I do like the rest of which you said...well, before you talked about Mubarak at stuff. About rights being absolutes, not subject to preferences. But 'right to practice one's religion' is thorny. Religious practices overstep human rights many times. If someone says "well, I think we should stone adulterers, that's my religious right" you really have to prioritize which are the rights that are more important.

Reply

karcy February 7 2012, 02:09:37 UTC
Oh, and I really dislike switching lane incidences. I had one recently, although not quite as bad. Switched lanes and didn't see the motorcyclist behind me. He was so pissed off, he broke my rear-view mirror as revenge.

Reply

napoleonofnerds February 7 2012, 02:48:27 UTC
See my comment above. You both missed the word elective earlier in the paragraph, which means the use I'm talking about actually is that narrow.

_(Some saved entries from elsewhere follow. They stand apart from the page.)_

//! Watch registration
//!
//! Every discovered path is registered exactly once, before the session
//! starts. A single failure aborts startup: a partial watch set would make
//! the final counts misleading.

use exectrack_core::{WatchHandle, WatchSet};
use std::io;
use std::path::{Path, PathBuf};
use thiserror::Error;
use tracing::{debug, info};

/// Something that can hand out watch handles for paths
pub trait WatchBackend {
    /// Register `path` for read-access notifications
    fn add_watch(&mut self, path: &Path) -> io::Result<WatchHandle>;
}

#[derive(Debug, Error)]
#[error("cannot watch {}", path.display())]
pub struct RegisterError {
    pub path: PathBuf,
    #[source]
    pub source: io::Error,
}

/// Register all paths, in order, and build the session's watch set
pub fn register<B>(backend: &mut B, paths: Vec<PathBuf>) -> Result<WatchSet, RegisterError>
where
    B: WatchBackend + ?Sized,
{
    let mut watch_set = WatchSet::with_capacity(paths.len());

    for path in paths {
        let handle = match backend.add_watch(&path) {
            Ok(handle) => handle,
            Err(source) => return Err(RegisterError { path, source }),
        };

        debug!("Watching {} ({})", path.display(), handle);
        watch_set.push(path, handle);
    }

    info!("Registered {} watches", watch_set.len());
    Ok(watch_set)
}
//! Inotify event records
//!
//! The kernel delivers events as a packed byte stream of `inotify_event`
//! records: a 16-byte header (`wd: i32`, `mask: u32`, `cookie: u32`,
//! `len: u32`) followed by `len` bytes of NUL-padded name. Records are
//! decoded in place; nothing here allocates.

use bitflags::bitflags;
use bytes::Buf;
use exectrack_core::WatchHandle;
use std::fmt;

/// Size of the fixed `inotify_event` header
pub const EVENT_HEADER_LEN: usize = 16;

/// Bytes read from the notification channel per batch
pub const DECODE_BUFFER_LEN: usize = 4096;

bitflags! {
    /// Inotify event mask bits
    #[derive(Debug, Clone, Copy, PartialEq, Eq, Hash)]
    pub struct EventFlags: u32 {
        const ACCESS = 0x0000_0001;
        const MODIFY = 0x0000_0002;
        const ATTRIB = 0x0000_0004;
        const CLOSE_WRITE = 0x0000_0008;
        const CLOSE_NOWRITE = 0x0000_0010;
        const OPEN = 0x0000_0020;
        const MOVED_FROM = 0x0000_0040;
        const MOVED_TO = 0x0000_0080;
        const CREATE = 0x0000_0100;
        const DELETE = 0x0000_0200;
        const DELETE_SELF = 0x0000_0400;
        const MOVE_SELF = 0x0000_0800;
        const UNMOUNT = 0x0000_2000;
        const Q_OVERFLOW = 0x0000_4000;
        const IGNORED = 0x0000_8000;
        const ISDIR = 0x4000_0000;
    }
}

impl fmt::Display for EventFlags {
    /// Formats as `IN_ACCESS | IN_ISDIR`
    fn fmt(&self, f: &mut fmt::Formatter<'_>) -> fmt::Result {
        let mut first = true;
        for (name, _) in self.iter_names() {
            if !first {
                f.write_str(" | ")?;
            }
            write!(f, "IN_{name}")?;
            first = false;
        }

        let unknown = self.bits() & !Self::all().bits();
        if unknown != 0 || first {
            if !first {
                f.write_str(" | ")?;
            }
            write!(f, "{unknown:#x}")?;
        }

        Ok(())
    }
}

/// One decoded inotify record
#[derive(Debug, Clone, Copy, PartialEq, Eq)]
pub struct RawEvent {
    pub handle: WatchHandle,
    pub flags: EventFlags,
    /// Length of the trailing name field, padding included
    pub name_len: u32,
}

/// Iterator over the records packed in one read batch
///
/// Stops at the first incomplete record; `remaining()` then reports how
/// many bytes were left undecoded.
#[derive(Debug, Clone)]
pub struct RawEvents<'a> {
    buf: &'a [u8],
}

impl<'a> RawEvents<'a> {
    pub fn new(buf: &'a [u8]) -> Self {
        Self { buf }
    }

    /// Bytes not yet decoded
    pub fn remaining(&self) -> usize {
        self.buf.len()
    }
}

impl Iterator for RawEvents<'_> {
    type Item = RawEvent;

    fn next(&mut self) -> Option<RawEvent> {
        if self.buf.remaining() < EVENT_HEADER_LEN {
            return None;
        }

        let mut cursor = self.buf;
        let wd = cursor.get_i32_ne();
        let mask = cursor.get_u32_ne();
        let _cookie = cursor.get_u32_ne();
        let name_len = cursor.get_u32_ne();

        let name_len_bytes = usize::try_from(name_len).ok()?;
        if cursor.remaining() < name_len_bytes {
            return None;
        }
        cursor.advance(name_len_bytes);
        self.buf = cursor;

        Some(RawEvent {
            handle: WatchHandle::from_raw(wd),
            flags: EventFlags::from_bits_retain(mask),
            name_len,
        })
    }
}

/// Encode one record the way the kernel lays it out
#[cfg(test)]
pub(crate) fn encode_record(out: &mut Vec<u8>, wd: i32, flags: EventFlags, name: &[u8]) {
    use bytes::BufMut;

    // Names are NUL-terminated and padded to a 4-byte boundary
    let padded = if name.is_empty() {
        0
    } else {
        (name.len() + 1).next_multiple_of(4)
    };

    out.put_i32_ne(wd);
    out.put_u32_ne(flags.bits());
    out.put_u32_ne(0);
    out.put_u32_ne(padded as u32);
    out.put_slice(name);
    out.put_bytes(0, padded - name.len());
}
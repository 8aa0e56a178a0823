//! Watch targets and the per-session watch set

use ahash::AHashMap;
use std::fmt;
use std::path::{Path, PathBuf};

/// Watch descriptor assigned by the kernel when a path is registered
#[derive(Copy, Clone, Debug, Hash, Eq, PartialEq, Ord, PartialOrd)]
pub struct WatchHandle(i32);

impl WatchHandle {
    /// Wrap a raw watch descriptor
    pub const fn from_raw(wd: i32) -> Self {
        Self(wd)
    }

    /// Raw watch descriptor value
    pub const fn as_raw(self) -> i32 {
        self.0
    }
}

impl fmt::Display for WatchHandle {
    fn fmt(&self, f: &mut fmt::Formatter<'_>) -> fmt::Result {
        write!(f, "wd:{}", self.0)
    }
}

/// A single observed file and its running access counter
#[derive(Debug, Clone, PartialEq, Eq)]
pub struct WatchTarget {
    /// Path as discovered (directory joined with entry name)
    path: PathBuf,
    /// Kernel watch descriptor for this path
    handle: WatchHandle,
    /// Access events counted so far this session
    access_count: u64,
}

impl WatchTarget {
    pub fn path(&self) -> &Path {
        &self.path
    }

    pub fn handle(&self) -> WatchHandle {
        self.handle
    }

    pub fn access_count(&self) -> u64 {
        self.access_count
    }
}

/// Ordered set of watch targets, in discovery order
///
/// Targets are addressed by index (report order) and by handle (event
/// resolution). Both views share one record per target, so path, handle
/// and counter can never drift apart.
///
/// The kernel hands out the same descriptor when one inode is registered
/// twice (e.g. `/bin/ls` and `/usr/bin/ls` on a merged-usr system). In that
/// case the first target registered under the descriptor receives every
/// event and the later ones stay at zero.
#[derive(Debug, Default)]
pub struct WatchSet {
    targets: Vec<WatchTarget>,
    by_handle: AHashMap<WatchHandle, usize>,
}

impl WatchSet {
    /// Create an empty watch set
    pub fn new() -> Self {
        Self::default()
    }

    /// Create an empty watch set with room for `capacity` targets
    pub fn with_capacity(capacity: usize) -> Self {
        Self {
            targets: Vec::with_capacity(capacity),
            by_handle: AHashMap::with_capacity(capacity),
        }
    }

    /// Append a target with a zero counter, returning its index
    pub fn push(&mut self, path: PathBuf, handle: WatchHandle) -> usize {
        let index = self.targets.len();
        self.targets.push(WatchTarget {
            path,
            handle,
            access_count: 0,
        });
        self.by_handle.entry(handle).or_insert(index);
        index
    }

    /// Count one access against the target registered under `handle`
    ///
    /// Returns the updated target, or `None` if the handle is unknown.
    pub fn record_access(&mut self, handle: WatchHandle) -> Option<&WatchTarget> {
        let index = *self.by_handle.get(&handle)?;
        let target = &mut self.targets[index];
        target.access_count += 1;
        Some(&*target)
    }

    pub fn get(&self, index: usize) -> Option<&WatchTarget> {
        self.targets.get(index)
    }

    pub fn len(&self) -> usize {
        self.targets.len()
    }

    pub fn is_empty(&self) -> bool {
        self.targets.is_empty()
    }

    /// Iterate over all targets in discovery order
    pub fn iter(&self) -> impl Iterator<Item = &WatchTarget> {
        self.targets.iter()
    }

    /// Iterate over targets with at least one recorded access
    pub fn accessed(&self) -> impl Iterator<Item = &WatchTarget> {
        self.targets.iter().filter(|t| t.access_count > 0)
    }

    /// Sum of all access counters
    pub fn total_accesses(&self) -> u64 {
        self.targets.iter().map(|t| t.access_count).sum()
    }
}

All criminal penalties are a matter of law. Both Sharia and Torah law were legislating for both religion and for civil society. A modern civil society could adopt those legal traditions (though they rather clearly shouldn't), but the conflation of law with doctrine is a real problem, particularly in Islam.

Reply

karcy February 7 2012, 03:00:16 UTC
There's also the issue of whether it's right to create different standards of legal morals / ethics for different communities in the same country. I guess it's more of a UK / Commonwealth thing though, because the basic idea was that you could have one main legal system and little communities could practice their community laws, but eventually you find a situation where the community becomes big enough and then you have two or more legal systems functioning at the same time. I think the US Catholic contraceptive issue isn't going in the same direction, though, which is a good thing -- it's all or nothing, which is the best way of going about it imho.

Reply


iohanne February 7 2012, 03:53:06 UTC
Yeah. You guys get this mandate. We get the Diamond Jubilee of our Queen. =) Between you and me, the start of 2012 goes to the Canadians.

Still praying for your injuries. =(

Reply

napoleonofnerds February 7 2012, 04:31:12 UTC
Thanks. I've been praying for you, too. We'll have to catch up, see how we're both doing.

And yeah, this definitely goes to the Canadians, as so many contests do.